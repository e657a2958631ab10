use crate::schema::SqlVariant;
use crate::traits::sync::{Inspect, Migrate, Query, Transaction};
use crate::Migration;
use postgres::{Client as PgClient, Error as PgError, Transaction as PgTransaction};
use time::format_description::well_known::Rfc3339;
use time::OffsetDateTime;

const TABLE_COLUMNS_QUERY: &str = "SELECT column_name::text \
    FROM information_schema.columns \
    WHERE table_schema = current_schema() AND table_name = $1 \
    ORDER BY ordinal_position";

fn query_applied_migrations(
    transaction: &mut PgTransaction,
    query: &str,
) -> Result<Vec<Migration>, PgError> {
    let rows = transaction.query(query, &[])?;
    let mut applied = Vec::new();
    for row in rows.into_iter() {
        let version = row.get(0);
        let applied_on: String = row.get(2);
        // Safe to call unwrap, as we stored it in RFC3339 format on the database
        let applied_on = OffsetDateTime::parse(&applied_on, &Rfc3339).unwrap();

        let checksum: String = row.get(3);

        applied.push(Migration::applied(
            version,
            row.get(1),
            applied_on,
            checksum
                .parse::<u64>()
                .expect("checksum must be a valid u64"),
        ));
    }
    Ok(applied)
}

impl Transaction for PgClient {
    type Error = PgError;

    fn execute(&mut self, queries: &[&str]) -> Result<usize, Self::Error> {
        let mut transaction = PgClient::transaction(self)?;
        let mut count = 0;
        for query in queries.iter() {
            PgTransaction::batch_execute(&mut transaction, query)?;
            count += 1;
        }
        transaction.commit()?;
        Ok(count)
    }
}

impl Query<Vec<Migration>> for PgClient {
    fn query(&mut self, query: &str) -> Result<Vec<Migration>, Self::Error> {
        let mut transaction = PgClient::transaction(self)?;
        let applied = query_applied_migrations(&mut transaction, query)?;
        transaction.commit()?;
        Ok(applied)
    }
}

impl Inspect for PgClient {
    fn sql_variant(&self) -> SqlVariant {
        SqlVariant::Postgres
    }

    fn table_columns(&mut self, table: &str) -> Result<Option<Vec<String>>, Self::Error> {
        let rows = PgClient::query(self, TABLE_COLUMNS_QUERY, &[&table])?;
        let columns: Vec<String> = rows.into_iter().map(|row| row.get(0)).collect();

        // a table always has at least one column
        Ok(Some(columns).filter(|columns| !columns.is_empty()))
    }
}

impl Migrate for PgClient {}
use std::num::NonZeroU32;

#[cfg(feature = "config")]
use crate::config::Config;
use crate::error::Kind;
use crate::traits::DEFAULT_MIGRATION_TABLE_NAME;
use crate::{Error, Migrate, Migration};

/// An enum that represents the target version up to which mortise should migrate.
/// It is used by [Runner].
#[derive(Clone, Copy, Debug)]
pub enum Target {
    Latest,
    Version(i64),
    Fake,
    FakeVersion(i64),
}

/// An enum that represents which applied migrations [Runner::rollback] reverts.
#[derive(Clone, Copy, Debug)]
pub enum RollbackTarget {
    /// Revert the last `n` applied migrations
    Count(NonZeroU32),
    /// Revert every applied migration newer than the given version
    Version(i64),
    All,
}

impl RollbackTarget {
    // applied migrations come in ascending order, the selection is returned newest first
    fn select(self, mut applied: Vec<Migration>) -> Vec<Migration> {
        applied.reverse();
        match self {
            RollbackTarget::Count(count) => {
                applied.truncate(count.get() as usize);
                applied
            }
            RollbackTarget::Version(version) => applied
                .into_iter()
                .take_while(|m| m.version() > version)
                .collect(),
            RollbackTarget::All => applied,
        }
    }
}

/// What to do when a column a migration adds already exists, or a column it drops is gone.
#[derive(Clone, Copy, Debug, Default, PartialEq, Eq)]
#[cfg_attr(feature = "config", derive(serde::Serialize, serde::Deserialize))]
#[cfg_attr(feature = "config", serde(rename_all = "lowercase"))]
pub enum ColumnPolicy {
    /// Fail with [`Kind::ColumnAlreadyExists`] or [`Kind::ColumnNotFound`]
    #[default]
    Strict,
    /// Log a warning and skip the change
    Lenient,
}

impl ColumnPolicy {
    pub(crate) fn check(self, kind: Kind) -> Result<(), Error> {
        match self {
            ColumnPolicy::Strict => Err(Error::new(kind, None)),
            ColumnPolicy::Lenient => {
                log::warn!("{}, skipping", kind);
                Ok(())
            }
        }
    }
}

/// Struct that represents the report of the migration cycle.
/// A `Report` instance is returned by the [`Runner::run`] and [`Runner::rollback`] methods
/// via [`Result`]`<Report, Error>`. If there is an [`Error`] during a migration, you can access
/// the `Report` with [`Error::report`].
#[derive(Clone, Debug)]
pub struct Report {
    applied_migrations: Vec<Migration>,
    reverted_migrations: Vec<Migration>,
}

impl Report {
    /// Instantiate a new Report
    pub(crate) fn new(
        applied_migrations: Vec<Migration>,
        reverted_migrations: Vec<Migration>,
    ) -> Report {
        Report {
            applied_migrations,
            reverted_migrations,
        }
    }

    /// Retrieves the list of applied `Migration` of the migration cycle
    pub fn applied_migrations(&self) -> &Vec<Migration> {
        &self.applied_migrations
    }

    /// Retrieves the list of reverted `Migration` of the rollback cycle, newest first
    pub fn reverted_migrations(&self) -> &Vec<Migration> {
        &self.reverted_migrations
    }
}

/// Struct that represents the entrypoint to run the migrations.
pub struct Runner {
    abort_divergent: bool,
    abort_missing: bool,
    column_policy: ColumnPolicy,
    migrations: Vec<Migration>,
    target: Target,
    rollback_target: RollbackTarget,
    migration_table_name: String,
}

impl Runner {
    /// instantiate a new Runner
    pub fn new(migrations: &[Migration]) -> Runner {
        Runner {
            target: Target::Latest,
            rollback_target: RollbackTarget::Count(NonZeroU32::MIN),
            abort_divergent: true,
            abort_missing: true,
            column_policy: ColumnPolicy::Strict,
            migrations: migrations.to_vec(),
            migration_table_name: DEFAULT_MIGRATION_TABLE_NAME.into(),
        }
    }

    /// Apply the settings of a [`Config`] on top of this Runner.
    /// Fails with [`Kind::ConfigError`] if the config names an empty schema history table.
    #[cfg(feature = "config")]
    pub fn with_config(mut self, config: &Config) -> Result<Runner, Error> {
        if config.table_name().is_empty() {
            return Err(Error::new(
                Kind::ConfigError("field table_name must not be empty".into()),
                None,
            ));
        }

        self.set_migration_table_name(config.table_name());
        Ok(Runner {
            abort_divergent: config.abort_divergent(),
            abort_missing: config.abort_missing(),
            column_policy: config.column_policy(),
            ..self
        })
    }

    /// Get the gathered migrations.
    pub fn get_migrations(&self) -> &Vec<Migration> {
        &self.migrations
    }

    /// Set the target version up to which mortise should migrate, Latest migrates to the latest version available
    /// Version migrates to a user provided version, a Version with a higher version than the latest will be ignored,
    /// and Fake doesn't actually run any migration, just creates and updates mortise's schema history table
    /// by default this is set to Latest
    pub fn set_target(self, target: Target) -> Runner {
        Runner { target, ..self }
    }

    /// Set which applied migrations [Runner::rollback] reverts, by default the last one.
    pub fn set_rollback_target(self, rollback_target: RollbackTarget) -> Runner {
        Runner {
            rollback_target,
            ..self
        }
    }

    /// Set how a migration that adds an existing column or drops a missing one is handled.
    /// By default this is [`ColumnPolicy::Strict`].
    pub fn set_column_policy(self, column_policy: ColumnPolicy) -> Runner {
        Runner {
            column_policy,
            ..self
        }
    }

    /// Set true if migration process should abort if divergent migrations are found
    /// i.e. applied migrations with the same version but different name or checksum from the known ones.
    /// By default this is set to true.
    pub fn set_abort_divergent(self, abort_divergent: bool) -> Runner {
        Runner {
            abort_divergent,
            ..self
        }
    }

    /// Set true if migration process should abort if missing migrations are found
    /// i.e. applied migrations that are not known to the Runner,
    /// or known migrations with a version inferior to the last one applied but not applied.
    /// By default this is set to true.
    pub fn set_abort_missing(self, abort_missing: bool) -> Runner {
        Runner {
            abort_missing,
            ..self
        }
    }

    /// Queries the database for the last applied migration, returns None if there aren't applied Migrations
    pub fn get_last_applied_migration<C>(&self, conn: &'_ mut C) -> Result<Option<Migration>, Error>
    where
        C: Migrate,
    {
        Migrate::assert_migrations_table(conn, &self.migration_table_name)?;
        Migrate::get_last_applied_migration(conn, &self.migration_table_name)
    }

    /// Queries the database for all previous applied migrations
    pub fn get_applied_migrations<C>(&self, conn: &'_ mut C) -> Result<Vec<Migration>, Error>
    where
        C: Migrate,
    {
        Migrate::assert_migrations_table(conn, &self.migration_table_name)?;
        Migrate::get_applied_migrations(conn, &self.migration_table_name)
    }

    /// Set the table name to use for the migrations table. The default name is `mortise_schema_history`
    ///
    /// ### Warning
    /// Changing this can be disastrous for your database. You should verify that the migrations table has the same
    /// name as the name you specify here, if this is changed on an existing project.
    ///
    /// # Panics
    ///
    /// If the provided `migration_table_name` is empty
    pub fn set_migration_table_name<S: AsRef<str>>(
        &mut self,
        migration_table_name: S,
    ) -> &mut Self {
        if migration_table_name.as_ref().is_empty() {
            panic!("Migration table name must not be empty");
        }

        self.migration_table_name = migration_table_name.as_ref().to_string();
        self
    }

    /// Runs the Migrations in the supplied database connection
    pub fn run<C>(&self, connection: &mut C) -> Result<Report, Error>
    where
        C: Migrate,
    {
        Migrate::migrate(
            connection,
            &self.migrations,
            self.abort_divergent,
            self.abort_missing,
            self.column_policy,
            self.target,
            &self.migration_table_name,
        )
    }

    /// Reverts applied Migrations in the supplied database connection according to the rollback target
    pub fn rollback<C>(&self, connection: &mut C) -> Result<Report, Error>
    where
        C: Migrate,
    {
        let rollback_target = self.rollback_target;
        Migrate::rollback(
            connection,
            &self.migrations,
            self.abort_divergent,
            self.column_policy,
            |applied| rollback_target.select(applied),
            &self.migration_table_name,
        )
    }
}
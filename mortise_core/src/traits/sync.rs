use crate::error::{Kind, WrapMigrationError};
use crate::schema::plan::plan_schema;
use crate::schema::SqlVariant;
use crate::traits::{
    delete_migration_query, insert_migration_query, verify_migrations,
    ASSERT_MIGRATIONS_TABLE_QUERY, GET_APPLIED_MIGRATIONS_QUERY, GET_LAST_APPLIED_MIGRATION_QUERY,
};
use crate::{ColumnPolicy, Error, Migration, Report, Target};

pub trait Transaction {
    type Error: std::error::Error + Send + Sync + 'static;

    /// Runs all `queries` in one transaction, returning how many were run.
    fn execute(&mut self, queries: &[&str]) -> Result<usize, Self::Error>;
}

pub trait Query<T>: Transaction {
    fn query(&mut self, query: &str) -> Result<T, Self::Error>;
}

/// The live schema handle migrations are planned against
pub trait Inspect: Transaction {
    /// The dialect schema changes are rendered in for this connection
    fn sql_variant(&self) -> SqlVariant;

    /// The column names of `table` in declaration order, `None` if the table does not exist
    fn table_columns(&mut self, table: &str) -> Result<Option<Vec<String>>, Self::Error>;
}

pub fn migrate<T: Inspect>(
    transaction: &mut T,
    migrations: Vec<Migration>,
    target: Target,
    column_policy: ColumnPolicy,
    migration_table_name: &str,
) -> Result<Report, Error> {
    let fake = matches!(target, Target::Fake | Target::FakeVersion(_));
    if fake {
        log::info!("not going to apply any migration as fake flag is enabled.");
    }

    let mut applied_migrations = Vec::new();

    for mut migration in migrations.into_iter() {
        if let Target::Version(input_target) | Target::FakeVersion(input_target) = target {
            if input_target < migration.version() {
                log::info!(
                    "stopping at migration: {}, due to user option",
                    input_target
                );
                break;
            }
        }

        let mut statements = Vec::new();
        if !fake {
            let content = migration
                .content()
                .ok_or_else(|| missing_content(&migration))?;
            log::info!("applying migration: {migration} ...");
            statements = plan_schema(transaction, content.up(), column_policy)
                .map_err(|err| err.with_report(Report::new(applied_migrations.clone(), vec![])))?;
        }

        migration.set_applied();
        statements.push(insert_migration_query(&migration, migration_table_name)?);

        let refs: Vec<&str> = statements.iter().map(AsRef::as_ref).collect();
        transaction.execute(&refs).migration_err(
            &format!("error applying migration {migration}"),
            Some(&applied_migrations),
        )?;
        log::info!("applied migration:  {migration} writing state to db.");
        applied_migrations.push(migration);
    }

    Ok(Report::new(applied_migrations, Vec::new()))
}

pub fn rollback<T: Inspect>(
    transaction: &mut T,
    migrations: Vec<Migration>,
    column_policy: ColumnPolicy,
    migration_table_name: &str,
) -> Result<Report, Error> {
    let mut reverted_migrations = Vec::new();

    for mut migration in migrations.into_iter() {
        let content = migration
            .content()
            .ok_or_else(|| missing_content(&migration))?;

        log::info!("reverting migration: {migration} ...");
        let mut statements = plan_schema(transaction, content.down(), column_policy)
            .map_err(|err| err.with_report(Report::new(vec![], reverted_migrations.clone())))?;
        statements.push(delete_migration_query(&migration, migration_table_name));

        let refs: Vec<&str> = statements.iter().map(AsRef::as_ref).collect();
        transaction
            .execute(&refs)
            .migration_err(&format!("error reverting migration {migration}"), None)
            .map_err(|err| err.with_report(Report::new(vec![], reverted_migrations.clone())))?;

        migration.set_unapplied();
        log::info!("reverted migration: {migration}, removed from schema history.");
        reverted_migrations.push(migration);
    }

    Ok(Report::new(Vec::new(), reverted_migrations))
}

fn missing_content(migration: &Migration) -> Error {
    Error::new(Kind::MissingVersion(migration.clone()), None)
}

pub trait Migrate: Query<Vec<Migration>> + Inspect
where
    Self: Sized,
{
    fn assert_migrations_table_query(migration_table_name: &str) -> String {
        ASSERT_MIGRATIONS_TABLE_QUERY.replace("%MIGRATION_TABLE_NAME%", migration_table_name)
    }

    fn get_last_applied_migration_query(migration_table_name: &str) -> String {
        GET_LAST_APPLIED_MIGRATION_QUERY.replace("%MIGRATION_TABLE_NAME%", migration_table_name)
    }

    fn get_applied_migrations_query(migration_table_name: &str) -> String {
        GET_APPLIED_MIGRATIONS_QUERY.replace("%MIGRATION_TABLE_NAME%", migration_table_name)
    }

    fn assert_migrations_table(&mut self, migration_table_name: &str) -> Result<usize, Error> {
        self.execute(&[Self::assert_migrations_table_query(migration_table_name).as_str()])
            .migration_err("error asserting migrations table", None)
    }

    fn get_last_applied_migration(
        &mut self,
        migration_table_name: &str,
    ) -> Result<Option<Migration>, Error> {
        let mut migrations = self
            .query(Self::get_last_applied_migration_query(migration_table_name).as_str())
            .migration_err("error getting last applied migration", None)?;

        Ok(migrations.pop())
    }

    fn get_applied_migrations(
        &mut self,
        migration_table_name: &str,
    ) -> Result<Vec<Migration>, Error> {
        let migrations = self
            .query(Self::get_applied_migrations_query(migration_table_name).as_str())
            .migration_err("error getting applied migrations", None)?;

        Ok(migrations)
    }

    fn get_unapplied_migrations(
        &mut self,
        migrations: &[Migration],
        abort_divergent: bool,
        abort_missing: bool,
        migration_table_name: &str,
    ) -> Result<Vec<Migration>, Error> {
        self.assert_migrations_table(migration_table_name)?;

        let applied_migrations = self.get_applied_migrations(migration_table_name)?;

        let migrations = verify_migrations(
            applied_migrations,
            migrations.to_vec(),
            abort_divergent,
            abort_missing,
        )?;

        if migrations.is_empty() {
            log::info!("no migrations to apply");
        }

        Ok(migrations)
    }

    fn migrate(
        &mut self,
        migrations: &[Migration],
        abort_divergent: bool,
        abort_missing: bool,
        column_policy: ColumnPolicy,
        target: Target,
        migration_table_name: &str,
    ) -> Result<Report, Error> {
        let migrations = self.get_unapplied_migrations(
            migrations,
            abort_divergent,
            abort_missing,
            migration_table_name,
        )?;

        migrate(self, migrations, target, column_policy, migration_table_name)
    }

    /// Reverts the applied migrations selected by `select`, newest first.
    ///
    /// Every migration to revert must be known, as its `down` changes are needed.
    fn rollback<F>(
        &mut self,
        migrations: &[Migration],
        abort_divergent: bool,
        column_policy: ColumnPolicy,
        select: F,
        migration_table_name: &str,
    ) -> Result<Report, Error>
    where
        F: FnOnce(Vec<Migration>) -> Vec<Migration>,
    {
        self.assert_migrations_table(migration_table_name)?;
        let applied = self.get_applied_migrations(migration_table_name)?;

        // unknown applied migrations only fail the rollback when they are selected to be reverted
        verify_migrations(applied.clone(), migrations.to_vec(), abort_divergent, false)?;

        let mut to_revert = Vec::new();
        for app in select(applied).into_iter() {
            match migrations.iter().find(|m| m.version() == app.version()) {
                Some(migration) => {
                    let mut migration = migration.clone();
                    migration.set_applied();
                    to_revert.push(migration);
                }
                None => return Err(Error::new(Kind::MissingVersion(app), None)),
            }
        }

        if to_revert.is_empty() {
            log::info!("no migrations to revert");
        }

        rollback(self, to_revert, column_policy, migration_table_name)
    }
}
####################
Write out, from the lines above, only those from the line with "let rows = transaction.query(query, &[])?;" to the line with "type Error = PgError;", exactly as given, including the first and the last.

    let rows = transaction.query(query, &[])?;
    let mut applied = Vec::new();
    for row in rows.into_iter() {
        let version = row.get(0);
        let applied_on: String = row.get(2);
        // Safe to call unwrap, as we stored it in RFC3339 format on the database
        let applied_on = OffsetDateTime::parse(&applied_on, &Rfc3339).unwrap();

        let checksum: String = row.get(3);

        applied.push(Migration::applied(
            version,
            row.get(1),
            applied_on,
            checksum
                .parse::<u64>()
                .expect("checksum must be a valid u64"),
        ));
    }
    Ok(applied)
}

impl Transaction for PgClient {
    type Error = PgError;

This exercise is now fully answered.